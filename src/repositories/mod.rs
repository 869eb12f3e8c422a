pub mod session_repository;

pub use session_repository::{InMemorySessionRepository, SessionRepository};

**About this task**
Each line of the data above is to be duplicated exactly.

**Exercise solution**
filename src/repositories/mod.rs
repository 869eb12f3e8c422a
pub mod session_repository;

pub use session_repository::{InMemorySessionRepository, SessionRepository};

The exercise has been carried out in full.